Saved entries
------------------------

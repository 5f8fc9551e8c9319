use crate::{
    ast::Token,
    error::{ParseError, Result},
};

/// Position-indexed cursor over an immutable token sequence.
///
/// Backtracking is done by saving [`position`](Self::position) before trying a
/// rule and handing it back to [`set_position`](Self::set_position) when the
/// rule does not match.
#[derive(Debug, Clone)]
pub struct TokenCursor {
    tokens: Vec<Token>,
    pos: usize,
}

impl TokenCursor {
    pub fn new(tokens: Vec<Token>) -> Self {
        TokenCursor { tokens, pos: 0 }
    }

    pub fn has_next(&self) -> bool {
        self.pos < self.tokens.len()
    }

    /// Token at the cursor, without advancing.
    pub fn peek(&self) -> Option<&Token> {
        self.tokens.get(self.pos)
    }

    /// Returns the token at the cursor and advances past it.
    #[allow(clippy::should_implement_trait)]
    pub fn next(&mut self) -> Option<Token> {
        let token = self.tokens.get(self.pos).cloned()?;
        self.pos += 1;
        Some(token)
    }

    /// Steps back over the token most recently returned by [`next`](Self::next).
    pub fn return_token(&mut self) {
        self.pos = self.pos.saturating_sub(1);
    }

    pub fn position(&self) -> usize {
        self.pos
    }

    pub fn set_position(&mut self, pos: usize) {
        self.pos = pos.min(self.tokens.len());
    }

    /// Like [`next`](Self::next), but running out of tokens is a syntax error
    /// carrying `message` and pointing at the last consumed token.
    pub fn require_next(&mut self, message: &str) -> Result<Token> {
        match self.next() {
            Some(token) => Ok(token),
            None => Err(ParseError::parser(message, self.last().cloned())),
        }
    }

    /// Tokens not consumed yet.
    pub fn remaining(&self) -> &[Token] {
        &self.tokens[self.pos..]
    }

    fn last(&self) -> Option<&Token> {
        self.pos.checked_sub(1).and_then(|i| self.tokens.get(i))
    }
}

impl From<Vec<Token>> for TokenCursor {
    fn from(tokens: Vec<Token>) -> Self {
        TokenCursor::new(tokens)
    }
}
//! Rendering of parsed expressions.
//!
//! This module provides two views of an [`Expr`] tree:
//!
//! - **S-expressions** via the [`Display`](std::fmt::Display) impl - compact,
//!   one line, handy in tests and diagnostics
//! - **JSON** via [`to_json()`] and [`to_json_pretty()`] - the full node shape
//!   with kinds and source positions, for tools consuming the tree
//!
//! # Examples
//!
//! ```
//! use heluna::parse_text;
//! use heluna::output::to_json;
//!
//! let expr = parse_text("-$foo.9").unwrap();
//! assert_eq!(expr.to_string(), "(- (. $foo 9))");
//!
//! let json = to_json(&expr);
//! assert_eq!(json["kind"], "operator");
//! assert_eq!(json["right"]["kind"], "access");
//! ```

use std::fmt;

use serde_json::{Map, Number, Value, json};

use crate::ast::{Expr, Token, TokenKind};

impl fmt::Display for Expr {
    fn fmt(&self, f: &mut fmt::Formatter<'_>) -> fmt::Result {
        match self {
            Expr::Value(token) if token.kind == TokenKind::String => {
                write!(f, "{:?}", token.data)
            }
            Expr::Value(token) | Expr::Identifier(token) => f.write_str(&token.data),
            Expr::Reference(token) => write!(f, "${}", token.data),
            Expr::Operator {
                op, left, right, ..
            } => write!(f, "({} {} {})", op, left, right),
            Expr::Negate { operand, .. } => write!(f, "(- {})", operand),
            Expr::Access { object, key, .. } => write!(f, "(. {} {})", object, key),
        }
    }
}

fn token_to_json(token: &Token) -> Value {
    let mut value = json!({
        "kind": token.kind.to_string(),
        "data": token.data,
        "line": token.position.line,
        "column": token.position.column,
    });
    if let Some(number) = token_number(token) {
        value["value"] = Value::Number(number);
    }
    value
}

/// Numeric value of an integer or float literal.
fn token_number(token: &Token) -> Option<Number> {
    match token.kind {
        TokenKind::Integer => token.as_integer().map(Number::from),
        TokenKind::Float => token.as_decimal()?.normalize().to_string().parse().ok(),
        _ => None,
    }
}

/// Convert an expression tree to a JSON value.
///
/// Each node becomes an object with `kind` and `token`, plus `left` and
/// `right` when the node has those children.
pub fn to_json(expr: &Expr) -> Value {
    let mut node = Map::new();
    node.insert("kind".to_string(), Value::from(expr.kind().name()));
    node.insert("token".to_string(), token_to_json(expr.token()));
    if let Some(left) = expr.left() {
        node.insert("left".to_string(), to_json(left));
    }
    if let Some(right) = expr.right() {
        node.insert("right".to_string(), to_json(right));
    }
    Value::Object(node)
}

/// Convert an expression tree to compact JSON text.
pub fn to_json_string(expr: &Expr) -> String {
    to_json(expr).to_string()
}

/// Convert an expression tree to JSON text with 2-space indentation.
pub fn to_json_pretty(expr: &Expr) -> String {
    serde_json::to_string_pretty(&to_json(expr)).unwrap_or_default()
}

------------------------

• [Exercise instructions]:
Write each line of the data down again exactly as it reads.

• [Answer space]:
repository 5f8fc9551e8c9319
use crate::{
    ast::Token,
    error::{ParseError, Result},
};

/// Position-indexed cursor over an immutable token sequence.
///
/// Backtracking is done by saving [`position`](Self::position) before trying a
/// rule and handing it back to [`set_position`](Self::set_position) when the
/// rule does not match.
#[derive(Debug, Clone)]
pub struct TokenCursor {
    tokens: Vec<Token>,
    pos: usize,
}

impl TokenCursor {
    pub fn new(tokens: Vec<Token>) -> Self {
        TokenCursor { tokens, pos: 0 }
    }

    pub fn has_next(&self) -> bool {
        self.pos < self.tokens.len()
    }

    /// Token at the cursor, without advancing.
    pub fn peek(&self) -> Option<&Token> {
        self.tokens.get(self.pos)
    }

    /// Returns the token at the cursor and advances past it.
    #[allow(clippy::should_implement_trait)]
    pub fn next(&mut self) -> Option<Token> {
        let token = self.tokens.get(self.pos).cloned()?;
        self.pos += 1;
        Some(token)
    }

    /// Steps back over the token most recently returned by [`next`](Self::next).
    pub fn return_token(&mut self) {
        self.pos = self.pos.saturating_sub(1);
    }

    pub fn position(&self) -> usize {
        self.pos
    }

    pub fn set_position(&mut self, pos: usize) {
        self.pos = pos.min(self.tokens.len());
    }

    /// Like [`next`](Self::next), but running out of tokens is a syntax error
    /// carrying `message` and pointing at the last consumed token.
    pub fn require_next(&mut self, message: &str) -> Result<Token> {
        match self.next() {
            Some(token) => Ok(token),
            None => Err(ParseError::parser(message, self.last().cloned())),
        }
    }

    /// Tokens not consumed yet.
    pub fn remaining(&self) -> &[Token] {
        &self.tokens[self.pos..]
    }

    fn last(&self) -> Option<&Token> {
        self.pos.checked_sub(1).and_then(|i| self.tokens.get(i))
    }
}

impl From<Vec<Token>> for TokenCursor {
    fn from(tokens: Vec<Token>) -> Self {
        TokenCursor::new(tokens)
    }
}
//! Rendering of parsed expressions.
//!
//! This module provides two views of an [`Expr`] tree:
//!
//! - **S-expressions** via the [`Display`](std::fmt::Display) impl - compact,
//!   one line, handy in tests and diagnostics
//! - **JSON** via [`to_json()`] and [`to_json_pretty()`] - the full node shape
//!   with kinds and source positions, for tools consuming the tree
//!
//! # Examples
//!
//! ```
//! use heluna::parse_text;
//! use heluna::output::to_json;
//!
//! let expr = parse_text("-$foo.9").unwrap();
//! assert_eq!(expr.to_string(), "(- (. $foo 9))");
//!
//! let json = to_json(&expr);
//! assert_eq!(json["kind"], "operator");
//! assert_eq!(json["right"]["kind"], "access");
//! ```

use std::fmt;

use serde_json::{Map, Number, Value, json};

use crate::ast::{Expr, Token, TokenKind};

impl fmt::Display for Expr {
    fn fmt(&self, f: &mut fmt::Formatter<'_>) -> fmt::Result {
        match self {
            Expr::Value(token) if token.kind == TokenKind::String => {
                write!(f, "{:?}", token.data)
            }
            Expr::Value(token) | Expr::Identifier(token) => f.write_str(&token.data),
            Expr::Reference(token) => write!(f, "${}", token.data),
            Expr::Operator {
                op, left, right, ..
            } => write!(f, "({} {} {})", op, left, right),
            Expr::Negate { operand, .. } => write!(f, "(- {})", operand),
            Expr::Access { object, key, .. } => write!(f, "(. {} {})", object, key),
        }
    }
}

fn token_to_json(token: &Token) -> Value {
    let mut value = json!({
        "kind": token.kind.to_string(),
        "data": token.data,
        "line": token.position.line,
        "column": token.position.column,
    });
    if let Some(number) = token_number(token) {
        value["value"] = Value::Number(number);
    }
    value
}

/// Numeric value of an integer or float literal.
fn token_number(token: &Token) -> Option<Number> {
    match token.kind {
        TokenKind::Integer => token.as_integer().map(Number::from),
        TokenKind::Float => token.as_decimal()?.normalize().to_string().parse().ok(),
        _ => None,
    }
}

/// Convert an expression tree to a JSON value.
///
/// Each node becomes an object with `kind` and `token`, plus `left` and
/// `right` when the node has those children.
pub fn to_json(expr: &Expr) -> Value {
    let mut node = Map::new();
    node.insert("kind".to_string(), Value::from(expr.kind().name()));
    node.insert("token".to_string(), token_to_json(expr.token()));
    if let Some(left) = expr.left() {
        node.insert("left".to_string(), to_json(left));
    }
    if let Some(right) = expr.right() {
        node.insert("right".to_string(), to_json(right));
    }
    Value::Object(node)
}

/// Convert an expression tree to compact JSON text.
pub fn to_json_string(expr: &Expr) -> String {
    to_json(expr).to_string()
}

/// Convert an expression tree to JSON text with 2-space indentation.
pub fn to_json_pretty(expr: &Expr) -> String {
    serde_json::to_string_pretty(&to_json(expr)).unwrap_or_default()
}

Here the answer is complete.